## WHAT IS NEEDED
Looking at the records below, count how many lines contain the string "SphereExperiment". Give that number alone.

## DATA TO PROCESS
....

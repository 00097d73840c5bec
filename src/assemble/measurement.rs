use ndarray::Array1;

use crate::config::ExperimentConstants;
use crate::data::experiment::{FoilExperiment, SphereExperiment};
use crate::data::model::MeasurementVector;
use crate::detector::{DetectorId, DetectorSet};
use crate::error::{InvalidReading, ReadingFault, Result, UnfoldError};
use crate::fit::{FitObserver, FitReport, SpectrumFitter};

// ---------------------------------------------------------------------------
// MeasurementAssembler – normalized detector readings
// ---------------------------------------------------------------------------

/// Measurement vector plus the sphere fits it was built from.
#[derive(Debug, Clone)]
pub struct AssembledMeasurements {
    pub vector: MeasurementVector,
    /// Fit reports of the spheres inside the selection.
    pub fits: Vec<(DetectorId, FitReport)>,
}

pub struct MeasurementAssembler<'a> {
    constants: &'a ExperimentConstants,
    fitter: SpectrumFitter,
}

impl<'a> MeasurementAssembler<'a> {
    pub fn new(constants: &'a ExperimentConstants) -> Self {
        Self {
            constants,
            fitter: SpectrumFitter::new(constants.fit.clone()),
        }
    }

    /// Gather foil activities and sphere rates, scale each to `power_kw`
    /// from its experiment's nominal power, concatenate foil-then-sphere
    /// and keep the entries of `detectors`.
    ///
    /// Every invalid entry inside the selection is reported together.
    pub fn assemble(
        &self,
        detectors: &DetectorSet,
        power_kw: f64,
        foil: &dyn FoilExperiment,
        spheres: &dyn SphereExperiment,
        observer: &mut dyn FitObserver,
    ) -> Result<AssembledMeasurements> {
        let layout = &self.constants.layout;

        let activities = foil.saturation_activities()?;
        if activities.len() != layout.foil_channels as usize {
            return Err(UnfoldError::shape(
                "foil saturation activities",
                layout.foil_channels,
                activities.len(),
            ));
        }
        let foil_scale = power_kw / self.constants.foil_nominal_power_kw;
        let sphere_scale = power_kw / self.constants.sphere_nominal_power_kw;

        let mut entries: Vec<(DetectorId, std::result::Result<f64, ReadingFault>)> =
            Vec::with_capacity(layout.len());
        for (id, activity) in layout.foils().zip(&activities) {
            let value = if activity.is_finite() && *activity >= 0.0 {
                Ok(activity * foil_scale)
            } else {
                Err(ReadingFault::InvalidActivity(*activity))
            };
            entries.push((id, value));
        }

        let readings = spheres.calibrated_rates(&layout.sphere_sizes, &self.fitter, observer);
        if readings.len() != layout.sphere_sizes.len() {
            return Err(UnfoldError::shape(
                "sphere calibrated rates",
                layout.sphere_sizes.len(),
                readings.len(),
            ));
        }
        let mut fits = Vec::new();
        for (id, reading) in layout.spheres().zip(readings) {
            let value = reading.map(|report| {
                let rate = report.rate * sphere_scale;
                fits.push((id, report));
                rate
            });
            entries.push((id, value));
        }

        let selected = &entries[detectors.range()];
        for (row, ((entry_id, _), set_id)) in selected.iter().zip(detectors.ids()).enumerate() {
            if entry_id != set_id {
                return Err(UnfoldError::OrderingMismatch {
                    row,
                    response: set_id.to_string(),
                    measurement: entry_id.to_string(),
                });
            }
        }

        let invalid: Vec<InvalidReading> = selected
            .iter()
            .filter_map(|(id, value)| {
                value.as_ref().err().map(|fault| InvalidReading {
                    detector: *id,
                    fault: fault.clone(),
                })
            })
            .collect();
        if !invalid.is_empty() {
            for reading in &invalid {
                log::error!("Invalid measurement {reading}");
            }
            return Err(UnfoldError::InvalidMeasurements(invalid));
        }

        let values: Array1<f64> = selected
            .iter()
            .filter_map(|(_, value)| value.as_ref().ok().copied())
            .collect();
        fits.retain(|(id, _)| detectors.ids().contains(id));

        Ok(AssembledMeasurements {
            vector: MeasurementVector {
                detectors: detectors.ids().to_vec(),
                values,
            },
            fits,
        })
    }
}

#[cfg(test)]
mod tests {
    use super::*;
    use crate::config::DataSource;
    use crate::data::experiment::{SphereReading, SphereSpectra, TabulatedFoilData};
    use crate::data::model::RawSpectrum;
    use crate::error::ErrorKind;
    use crate::fit::{FitFailure, NoopObserver};
    use crate::testing;
    use approx::assert_relative_eq;

    fn assemble(source: DataSource, power_kw: f64) -> Result<AssembledMeasurements> {
        let constants = testing::constants();
        let assembler = MeasurementAssembler::new(&constants);
        let set = constants.layout.select(source);
        assembler.assemble(
            &set,
            power_kw,
            &testing::foil_data(),
            &testing::sphere_spectra(),
            &mut NoopObserver,
        )
    }

    #[test]
    fn selection_slices_foil_then_sphere() {
        let foil = assemble(DataSource::Foil, 1e5).unwrap().vector;
        let sphere = assemble(DataSource::Sphere, 1e5).unwrap().vector;
        let combined = assemble(DataSource::Combined, 1e5).unwrap().vector;

        assert_eq!(foil.len(), 9);
        assert_eq!(sphere.len(), 7);
        assert_eq!(combined.len(), 16);
        assert_eq!(combined.values.slice(ndarray::s![..9]), foil.values);
        assert_eq!(combined.values.slice(ndarray::s![9..]), sphere.values);
    }

    #[test]
    fn entries_are_normalized_to_the_requested_power() {
        let foil = testing::foil_data();
        let measured = assemble(DataSource::Foil, 1e5).unwrap().vector;
        // Foils were measured at 1e5 kW: unchanged.
        for (got, want) in measured.values.iter().zip(&foil.activities) {
            assert_relative_eq!(*got, *want, max_relative = 1e-12);
        }

        // Spheres were measured at 1e3 kW: scaled by 100.
        let sphere = assemble(DataSource::Sphere, 1e5).unwrap().vector;
        let expected = testing::expected_sphere_rate(5) * 100.0;
        assert_relative_eq!(sphere.values[3], expected, max_relative = 1e-3);
    }

    #[test]
    fn entries_scale_linearly_with_power() {
        for source in [DataSource::Foil, DataSource::Sphere, DataSource::Combined] {
            let base = assemble(source, 1e5).unwrap().vector;
            let doubled = assemble(source, 2e5).unwrap().vector;
            for (a, b) in base.values.iter().zip(doubled.values.iter()) {
                assert_relative_eq!(b / a, 2.0, max_relative = 1e-9);
            }
        }
    }

    #[test]
    fn fits_are_kept_only_for_selected_spheres() {
        assert!(assemble(DataSource::Foil, 1e5).unwrap().fits.is_empty());
        let sphere = assemble(DataSource::Sphere, 1e5).unwrap();
        assert_eq!(sphere.fits.len(), 7);
        assert_eq!(sphere.fits[0].0, DetectorId::Sphere(0));
    }

    #[test]
    fn failed_fits_are_collected_and_fail_the_run() {
        let constants = testing::constants();
        let assembler = MeasurementAssembler::new(&constants);
        let mut spheres = testing::sphere_spectra();
        // Too short to reach the fit window.
        spheres.insert(3, RawSpectrum::new(vec![10; 300], 100.0).unwrap());
        spheres.insert(10, RawSpectrum::new(vec![10; 300], 100.0).unwrap());

        let err = assembler
            .assemble(
                &constants.layout.select(DataSource::Combined),
                1e5,
                &testing::foil_data(),
                &spheres,
                &mut NoopObserver,
            )
            .unwrap_err();
        assert_eq!(err.kind(), ErrorKind::FitDivergence);
        match err {
            UnfoldError::InvalidMeasurements(invalid) => {
                let detectors: Vec<DetectorId> = invalid.iter().map(|r| r.detector).collect();
                assert_eq!(detectors, [DetectorId::Sphere(3), DetectorId::Sphere(10)]);
                assert!(invalid.iter().all(|r| matches!(
                    r.fit_failure(),
                    Some(FitFailure::WindowTooSmall { channels: 0, .. })
                )));
            }
            other => panic!("unexpected error {other}"),
        }
    }

    #[test]
    fn missing_spheres_are_collected_as_input_problems() {
        let constants = testing::constants();
        let assembler = MeasurementAssembler::new(&constants);
        let mut spheres = SphereSpectra::default();
        spheres.insert(2, testing::sphere_spectrum(5.0e4, 100.0));

        let err = assembler
            .assemble(
                &constants.layout.select(DataSource::Sphere),
                1e5,
                &testing::foil_data(),
                &spheres,
                &mut NoopObserver,
            )
            .unwrap_err();
        assert_eq!(err.kind(), ErrorKind::InputValidation);
        match err {
            UnfoldError::InvalidMeasurements(invalid) => {
                let names: Vec<String> = invalid.iter().map(|r| r.detector.to_string()).collect();
                assert_eq!(names, ["bs0-1", "bs3-1", "bs5-1", "bs8-1", "bs10-1", "bs12-1"]);
                assert!(invalid.iter().all(|r| r.fault == ReadingFault::Missing));
            }
            other => panic!("unexpected error {other}"),
        }
    }

    #[test]
    fn bad_foil_activity_is_not_a_fit_failure() {
        let constants = testing::constants();
        let assembler = MeasurementAssembler::new(&constants);
        let mut foil = testing::foil_data();
        foil.activities[4] = f64::NAN;
        foil.activities[6] = -2.0;

        let err = assembler
            .assemble(
                &constants.layout.select(DataSource::Foil),
                1e5,
                &foil,
                &testing::sphere_spectra(),
                &mut NoopObserver,
            )
            .unwrap_err();
        assert_eq!(err.kind(), ErrorKind::InputValidation);
        match err {
            UnfoldError::InvalidMeasurements(invalid) => {
                assert_eq!(invalid.len(), 2);
                assert_eq!(invalid[0].detector, DetectorId::Foil(4));
                assert!(matches!(invalid[0].fault, ReadingFault::InvalidActivity(a) if a.is_nan()));
                assert_eq!(invalid[1].fault, ReadingFault::InvalidActivity(-2.0));
            }
            other => panic!("unexpected error {other}"),
        }
    }

    #[test]
    fn extra_sphere_readings_are_a_shape_mismatch() {
        struct TooMany;
        impl SphereExperiment for TooMany {
            fn calibrated_rates(
                &self,
                sizes: &[u8],
                _fitter: &SpectrumFitter,
                _observer: &mut dyn FitObserver,
            ) -> Vec<SphereReading> {
                vec![Err(ReadingFault::Missing); sizes.len() + 1]
            }
        }

        let constants = testing::constants();
        let assembler = MeasurementAssembler::new(&constants);
        let err = assembler
            .assemble(
                &constants.layout.select(DataSource::Foil),
                1e5,
                &testing::foil_data(),
                &TooMany,
                &mut NoopObserver,
            )
            .unwrap_err();
        assert!(matches!(
            err,
            UnfoldError::ShapeMismatch { context: "sphere calibrated rates", .. }
        ));
    }

    #[test]
    fn sphere_failures_do_not_affect_foil_runs() {
        let constants = testing::constants();
        let assembler = MeasurementAssembler::new(&constants);
        let measured = assembler
            .assemble(
                &constants.layout.select(DataSource::Foil),
                1e5,
                &testing::foil_data(),
                &SphereSpectra::default(),
                &mut NoopObserver,
            )
            .unwrap();
        assert_eq!(measured.vector.len(), 9);
    }

    #[test]
    fn wrong_foil_count_is_a_shape_mismatch() {
        let constants = testing::constants();
        let assembler = MeasurementAssembler::new(&constants);
        let foil = TabulatedFoilData {
            activities: vec![1.0; 8],
        };
        let err = assembler
            .assemble(
                &constants.layout.select(DataSource::Foil),
                1e5,
                &foil,
                &testing::sphere_spectra(),
                &mut NoopObserver,
            )
            .unwrap_err();
        assert!(matches!(err, UnfoldError::ShapeMismatch { .. }));
    }
}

....

## TASK RESULT
3